Music Boxes

1. Music Boxes

2. Introductory Question • When you bow a violin string, that string begins to vibrate. What projects most of the sound that you hear: • The bow • The string • The body of the violin

3. Observations about Music Boxes • They produce music when you wind them up • Each sound has a plucked character to it • The sounds are somewhat tinny and shrill • They don’t play very long before winding down • The tempo holds steady then gradually slows

4. 8 Question about Music Boxes • What are vibration, pitch, sound, and music? • Why does a tine vibrate after being plucked? • Why do different tines have different pitches? • Why is a tine’s pitch independent of its volume? • How does sound from the music box reach us? • How does the music box produce sound? • Why does a music box sound like a music box? • How does a music box maintain its tempo?

5. Question 1 • What are vibration, pitch, sound, and music?

6. Vibration and Pitch • A vibration is a rhythmic mechanical motion • It generally occurs around a stable equilibrium • It occurs as that system settles into its equilibrium • It is sustained while the system has excess energy • Pitch refers to the rate of vibration • Low pitches are associated with slow vibration rates • High pitches are associated with fast vibration rates

7. Sound and Music • Sound is a vibration in the air itself • Air has a stable equilibrium: uniform density • Disturbed from equilibrium, air vibrates as sound • Music is the arrangement sounds • We hear patterns of sounds • We identify those patterns as music (or maybe noise)

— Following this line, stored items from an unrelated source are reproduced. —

//! Embedding generation for notes
//!
//! Indexing is best effort: a failed embedding is logged and reported to the
//! [`Notifier`], never propagated, and never touches the note itself. Search
//! freshness is eventually consistent.

use std::sync::Arc;
use std::time::Instant;

use tokio::sync::mpsc::UnboundedSender;

use crate::core::config::IndexerConfig;
use crate::core::note::{content_hash, Note};
use crate::error::{Error, Result};

use super::embedding::EmbeddingProvider;
use super::ratelimit::RateLimiter;
use super::store::NoteStore;

/// A user-facing message about a failed embedding
#[derive(Debug, Clone, PartialEq)]
pub struct Notice {
    pub note_id: String,
    pub message: String,
}

/// Non-blocking sink for indexing failures
pub trait Notifier: Send + Sync {
    fn notify(&self, notice: Notice);
}

/// Drops notices; failures still reach the log
pub struct LogOnly;

impl Notifier for LogOnly {
    fn notify(&self, _notice: Notice) {}
}

/// Forwards notices to a channel, e.g. a UI toast queue
pub struct ChannelNotifier(pub UnboundedSender<Notice>);

impl Notifier for ChannelNotifier {
    fn notify(&self, notice: Notice) {
        // receiver gone means nobody is listening any more
        let _ = self.0.send(notice);
    }
}

#[derive(Debug, Clone, PartialEq)]
pub enum EmbedOutcome {
    Stored,
    /// Blank text, or the stored embedding is already current
    Skipped,
    Failed(String),
}

#[derive(Debug, Clone, PartialEq)]
pub struct BatchFailure {
    pub note_id: String,
    pub message: String,
}

/// Batch indexing statistics
#[derive(Debug, Clone, Default, PartialEq)]
pub struct BatchReport {
    pub succeeded: usize,
    pub skipped: usize,
    pub failed: Vec<BatchFailure>,
    pub duration_ms: u128,
}

impl BatchReport {
    pub fn total(&self) -> usize {
        self.succeeded + self.skipped + self.failed.len()
    }
}

pub struct Indexer {
    provider: Arc<dyn EmbeddingProvider>,
    store: Arc<NoteStore>,
    limiter: RateLimiter,
    notifier: Arc<dyn Notifier>,
}

impl Indexer {
    pub fn new(provider: Arc<dyn EmbeddingProvider>, store: Arc<NoteStore>, cfg: &IndexerConfig) -> Self {
        Self {
            provider,
            store,
            limiter: RateLimiter::from(cfg),
            notifier: Arc::new(LogOnly),
        }
    }

    pub fn with_notifier(mut self, notifier: Arc<dyn Notifier>) -> Self {
        self.notifier = notifier;
        self
    }

    /// Embed `text` and store it as the embedding of `note_id`.
    ///
    /// Returns true only when an embedding was stored. Blank text is a no-op.
    pub async fn embed_note(&self, note_id: &str, text: &str) -> bool {
        self.embed_text(note_id, text).await == EmbedOutcome::Stored
    }

    /// Regenerate the embedding of `note` unless it is already current
    pub async fn refresh_note(&self, note: &Note) -> EmbedOutcome {
        match self.store.embedding_info(&note.id) {
            Ok(Some(info)) if info.is_current(note, self.provider.model()) => {
                return EmbedOutcome::Skipped;
            }
            Ok(_) => {}
            Err(e) => return self.report_failure(&note.id, e),
        }
        self.embed_text(&note.id, &note.embedding_text()).await
    }

    /// Embed notes one at a time in the given order.
    ///
    /// Every provider call waits on the rate limiter. A failed note is
    /// recorded and the batch moves on.
    pub async fn embed_batch(&self, notes: &[Note]) -> BatchReport {
        let start = Instant::now();
        let mut report = BatchReport::default();

        for note in notes {
            match self.embed_text(&note.id, &note.embedding_text()).await {
                EmbedOutcome::Stored => report.succeeded += 1,
                EmbedOutcome::Skipped => report.skipped += 1,
                EmbedOutcome::Failed(message) => report.failed.push(BatchFailure {
                    note_id: note.id.clone(),
                    message,
                }),
            }
        }

        report.duration_ms = start.elapsed().as_millis();
        tracing::info!(
            succeeded = report.succeeded,
            skipped = report.skipped,
            failed = report.failed.len(),
            duration_ms = report.duration_ms as u64,
            "Embedding batch finished"
        );
        report
    }

    /// Re-embed every note whose embedding is missing, out of date or built
    /// by another model
    pub async fn reindex_stale(&self, project_id: Option<&str>) -> Result<BatchReport> {
        let stale = self.store.stale_notes(self.provider.model(), project_id)?;
        let report = self.embed_batch(&stale).await;
        self.record_index()?;
        Ok(report)
    }

    /// Re-embed every note in scope, current or not (e.g. after a model change)
    pub async fn rebuild(&self, project_id: Option<&str>) -> Result<BatchReport> {
        let notes = self.store.list_notes(project_id, usize::MAX)?;
        let report = self.embed_batch(&notes).await;
        self.record_index()?;
        Ok(report)
    }

    fn record_index(&self) -> Result<()> {
        self.store.set_meta("embedding_model", self.provider.model())?;
        self.store
            .set_meta("last_full_index", &chrono::Utc::now().timestamp().to_string())
    }

    async fn embed_text(&self, note_id: &str, text: &str) -> EmbedOutcome {
        if note_id.trim().is_empty() {
            return self.report_failure(note_id, Error::validation("Note id must not be empty"));
        }
        let text = text.trim();
        if text.is_empty() {
            tracing::debug!(note_id, "Skipping embedding for blank note");
            return EmbedOutcome::Skipped;
        }

        match self.try_embed(note_id, text).await {
            Ok(()) => EmbedOutcome::Stored,
            Err(e) => self.report_failure(note_id, e),
        }
    }

    async fn try_embed(&self, note_id: &str, text: &str) -> Result<()> {
        self.limiter.acquire().await;
        let vector = self.provider.embed_one(text).await?;
        self.store
            .upsert_embedding(note_id, self.provider.model(), &vector, &content_hash(text))?;
        tracing::debug!(note_id, dimensions = vector.len(), "Stored embedding");
        Ok(())
    }

    fn report_failure(&self, note_id: &str, error: Error) -> EmbedOutcome {
        tracing::warn!(note_id, error = %error, "Embedding generation failed");
        let message = error.user_message();
        self.notifier.notify(Notice {
            note_id: note_id.to_string(),
            message: message.clone(),
        });
        EmbedOutcome::Failed(message)
    }
}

8. Question 2 • Why does a tine vibrate after being plucked?

9. A Tine’s Vibration • A tine has a stable equilibrium shape: straight • It experiences a restoring force when bent • Upon release, the tine • accelerates toward equilibrium • and coasts through that equilibrium • and accelerates toward that equilibrium again… • The tine oscillates about its equilibrium, • until it runs out of excess energy

10. Question 3 • Why do different tines have different pitches?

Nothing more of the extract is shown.